Seinfeld and AI @ 3QD

My latest post at 3 Quarks Daily:

Analyze This! AI meets Jerry Seinfeld, https://3quarksdaily.com/3quarksdaily/2022/03/analyze-this-ai-meets-jerry-seinfeld.html

I took one of my Seinfeld posts from 2021 and reworked it: Analyze This! Screaming on the flat part of the roller coaster ride [Does GPT-3 get the joke?].

The back-and-forth between the human interrogator, Phil Mohun (in effect, standing in for Seinfeld), and GPT-3 is pretty much the same, but I framed it differently. I like the reframing, especially the ending:

As I already pointed out, GPT-3 doesn’t actually know anything. It was trained by analyzing swathes and acres and oceans of text sucked in off the web.

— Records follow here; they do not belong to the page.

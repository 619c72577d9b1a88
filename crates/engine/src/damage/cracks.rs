//! Crack broadcast sweep: re-sends the visual damage stage of every tracked
//! block that sits in loaded terrain.

use crate::render::{CrackRenderer, RenderError, crack_stage};
use crate::world::RegionHost;
use crate::world::key::BlockKey;

use super::store::DamageStore;

/// What one crack sweep did.
#[derive(Debug, Default)]
pub struct CrackReport {
    pub visited: usize,
    pub rendered: usize,
    /// Skipped because the containing chunk is not loaded.
    pub unloaded: usize,
    /// Records whose effect could not be sent. The sweep carried on past them.
    pub failures: Vec<(BlockKey, RenderError)>,
}

/// Run one crack sweep. Reads the store, never writes it.
///
/// Unloaded chunks are skipped silently and never loaded. A render failure
/// is recorded in the report and the sweep moves on to the next record.
pub fn broadcast_cracks(
    store: &DamageStore,
    host: &dyn RegionHost,
    renderer: &dyn CrackRenderer,
) -> CrackReport {
    let max_damage = store.max_damage();
    let mut report = CrackReport::default();

    report.visited = store.for_each_record(|key, record| {
        let location = key.decode();
        if !host.is_chunk_loaded(location.world, location.chunk()) {
            report.unloaded += 1;
            return;
        }

        let stage = crack_stage(record.damage, max_damage);
        match renderer.send_crack_effect(location, stage) {
            Ok(()) => report.rendered += 1,
            Err(e) => report.failures.push((*key, e)),
        }
    });

    tracing::debug!(
        "Crack sweep: {} records, {} rendered, {} unloaded, {} failed",
        report.visited,
        report.rendered,
        report.unloaded,
        report.failures.len(),
    );
    report
}
use std::sync::atomic::{AtomicU32, Ordering};

use dashmap::DashMap;
use dashmap::mapref::entry::Entry;
use thiserror::Error;

use crate::world::key::BlockKey;
use crate::world::{BlockLocation, WorldId};

/// Damage below this is treated as fully healed.
pub const HEAL_EPSILON: f32 = 0.001;

/// Damage state of one block that is currently being broken.
#[derive(Debug, Clone, Copy, PartialEq, Default)]
pub struct DamageRecord {
    pub damage: f32,
    /// Set by every strike, cleared by the regeneration pass.
    pub touched: bool,
}

/// Outcome of a strike.
#[derive(Debug, Clone, Copy, PartialEq)]
pub enum Strike {
    Intact { damage: f32 },
    /// The threshold was reached; the record is gone.
    Destroyed,
}

#[derive(Error, Debug, Clone, Copy, PartialEq)]
pub enum DamageError {
    #[error("damage increment must be positive and finite, got {0}")]
    InvalidAmount(f32),
}

/// What a mutating visitor wants done with the record it was handed.
#[derive(Debug, Clone, Copy, PartialEq, Eq)]
pub enum Visit {
    Keep,
    Remove,
}

/// The authoritative map of damaged blocks. Thread-safe, lock-sharded by key.
///
/// Every operation touches at most one record and completes under that
/// record's shard lock, so strikes and sweeps can run concurrently from any
/// thread. Traversals never hold a lock across more than one record.
pub struct DamageStore {
    records: DashMap<BlockKey, DamageRecord>,
    /// `f32` bits of the destroy threshold.
    max_damage: AtomicU32,
}

impl DamageStore {
    pub fn new(max_damage: f32) -> Self {
        Self {
            records: DashMap::new(),
            max_damage: AtomicU32::new(max_damage.to_bits()),
        }
    }

    pub fn max_damage(&self) -> f32 {
        f32::from_bits(self.max_damage.load(Ordering::Relaxed))
    }

    /// Change the destroy threshold. Records already above the new threshold
    /// are left alone until their next strike.
    pub fn set_max_damage(&self, max_damage: f32) {
        self.max_damage.store(max_damage.to_bits(), Ordering::Relaxed);
    }

    /// Add `amount` of damage to the block at `location` and mark it touched.
    ///
    /// Reaching the destroy threshold removes the record and reports
    /// [`Strike::Destroyed`]. A non-positive or non-finite `amount` is
    /// rejected and leaves the store unchanged.
    pub fn add_damage(&self, location: BlockLocation, amount: f32) -> Result<Strike, DamageError> {
        if !(amount.is_finite() && amount > 0.0) {
            return Err(DamageError::InvalidAmount(amount));
        }
        let max = self.max_damage();

        let strike = match self.records.entry(BlockKey::of(location)) {
            Entry::Occupied(mut entry) => {
                let damage = entry.get().damage + amount;
                if damage >= max {
                    entry.remove();
                    Strike::Destroyed
                } else {
                    let record = entry.get_mut();
                    record.damage = damage;
                    record.touched = true;
                    Strike::Intact { damage }
                }
            }
            Entry::Vacant(entry) => {
                if amount >= max {
                    Strike::Destroyed
                } else {
                    entry.insert(DamageRecord {
                        damage: amount,
                        touched: true,
                    });
                    Strike::Intact { damage: amount }
                }
            }
        };
        Ok(strike)
    }

    /// Current damage at `location`; `None` means undamaged.
    pub fn get_damage(&self, location: BlockLocation) -> Option<f32> {
        self.records.get(&BlockKey::of(location)).map(|r| r.damage)
    }

    /// Copy of the full record at `location`.
    pub fn record(&self, location: BlockLocation) -> Option<DamageRecord> {
        self.records.get(&BlockKey::of(location)).map(|r| *r)
    }

    /// Forget a block's damage. Returns whether a record existed.
    pub fn remove_record(&self, key: &BlockKey) -> bool {
        self.records.remove(key).is_some()
    }

    pub fn remove(&self, location: BlockLocation) -> bool {
        self.remove_record(&BlockKey::of(location))
    }

    pub fn len(&self) -> usize {
        self.records.len()
    }

    pub fn is_empty(&self) -> bool {
        self.records.is_empty()
    }

    /// Snapshot of every record in one world.
    pub fn records_in(&self, world: WorldId) -> Vec<(BlockKey, DamageRecord)> {
        self.records
            .iter()
            .filter(|entry| entry.key().world() == world)
            .map(|entry| (*entry.key(), *entry.value()))
            .collect()
    }

    /// Drop every record in one world (e.g. the world was unloaded).
    /// Returns the number removed.
    pub fn clear_world(&self, world: WorldId) -> usize {
        let before = self.records.len();
        self.records.retain(|key, _| key.world() != world);
        before.saturating_sub(self.records.len())
    }

    /// Visit a copy of every record. Returns the number visited.
    ///
    /// Weakly consistent: keys are snapshotted first, so a record present for
    /// the whole traversal is visited exactly once, a record removed midway
    /// is skipped, and a record added midway is not seen. No lock is held
    /// while `visit` runs.
    pub fn for_each_record<F>(&self, mut visit: F) -> usize
    where
        F: FnMut(&BlockKey, DamageRecord),
    {
        let mut visited = 0;
        for key in self.keys() {
            let Some(record) = self.records.get(&key).map(|r| *r) else {
                continue;
            };
            visit(&key, record);
            visited += 1;
        }
        visited
    }

    /// Visit every record mutably, removing those the visitor rejects.
    ///
    /// Same consistency as [`for_each_record`](Self::for_each_record). Each
    /// visit (and the removal it requests) is atomic with respect to that
    /// record. `visit` must not call back into the store.
    pub fn for_each_record_mut<F>(&self, mut visit: F) -> usize
    where
        F: FnMut(&BlockKey, &mut DamageRecord) -> Visit,
    {
        let mut visited = 0;
        for key in self.keys() {
            let Entry::Occupied(mut entry) = self.records.entry(key) else {
                continue;
            };
            visited += 1;
            if visit(&key, entry.get_mut()) == Visit::Remove {
                entry.remove();
            }
        }
        visited
    }

    fn keys(&self) -> Vec<BlockKey> {
        self.records.iter().map(|entry| *entry.key()).collect()
    }
}

#[cfg(test)]
mod tests {
    use super::*;
    use crate::world::position::BlockPos;
    use uuid::Uuid;

    fn loc(x: i32, y: i32, z: i32) -> BlockLocation {
        BlockLocation::new(WorldId(Uuid::from_u128(1)), BlockPos::new(x, y, z))
    }

    #[test]
    fn first_strike_creates_touched_record() {
        let store = DamageStore::new(10.0);
        assert_eq!(store.add_damage(loc(0, 0, 0), 2.5), Ok(Strike::Intact { damage: 2.5 }));
        assert_eq!(
            store.record(loc(0, 0, 0)),
            Some(DamageRecord {
                damage: 2.5,
                touched: true
            })
        );
    }

    #[test]
    fn invalid_amounts_are_rejected_without_side_effects() {
        let store = DamageStore::new(10.0);
        for amount in [0.0, -1.0, f32::NAN, f32::INFINITY] {
            assert!(store.add_damage(loc(1, 1, 1), amount).is_err());
        }
        assert!(store.is_empty());
    }

    #[test]
    fn single_strike_over_threshold_never_stores() {
        let store = DamageStore::new(10.0);
        assert_eq!(store.add_damage(loc(0, 0, 0), 10.0), Ok(Strike::Destroyed));
        assert!(store.is_empty());
    }

    #[test]
    fn lowering_threshold_applies_to_next_strike() {
        let store = DamageStore::new(10.0);
        store.add_damage(loc(0, 0, 0), 5.0).unwrap();
        store.set_max_damage(6.0);
        assert_eq!(store.max_damage(), 6.0);
        assert_eq!(store.add_damage(loc(0, 0, 0), 1.0), Ok(Strike::Destroyed));
    }

    #[test]
    fn remove_is_idempotent() {
        let store = DamageStore::new(10.0);
        store.add_damage(loc(3, 4, 5), 1.0).unwrap();
        let key = BlockKey::of(loc(3, 4, 5));
        assert!(store.remove_record(&key));
        assert!(!store.remove_record(&key));
        assert_eq!(store.get_damage(loc(3, 4, 5)), None);
    }

    #[test]
    fn mutating_visitor_can_remove() {
        let store = DamageStore::new(10.0);
        store.add_damage(loc(0, 0, 0), 1.0).unwrap();
        store.add_damage(loc(0, 0, 1), 2.0).unwrap();

        let visited = store.for_each_record_mut(|_, record| {
            if record.damage < 1.5 { Visit::Remove } else { Visit::Keep }
        });
        assert_eq!(visited, 2);
        assert_eq!(store.len(), 1);
        assert_eq!(store.get_damage(loc(0, 0, 1)), Some(2.0));
    }
}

Those texts are just naked word forms and, as we’ve observed, there are no meanings in word forms. GPT-3 is able to compute relationships between word forms as they appear, one after the other, in linguistic strings, and from that produce a simulacrum of sensible language when given a cue.

How could that possibly work? Consider this passage from a famous memorandum (PDF) written by the scientist and mathematician Warren Weaver in 1949 when he was head of the Natural Sciences division of Rockefeller Foundation:

If one examines the words in a book, one at a time as through an opaque mask with a hole in it one word wide, then it is obviously impossible to determine, one at a time, the meaning of the words. "Fast" may mean "rapid"; or it may mean "motionless"; and there is no way of telling which.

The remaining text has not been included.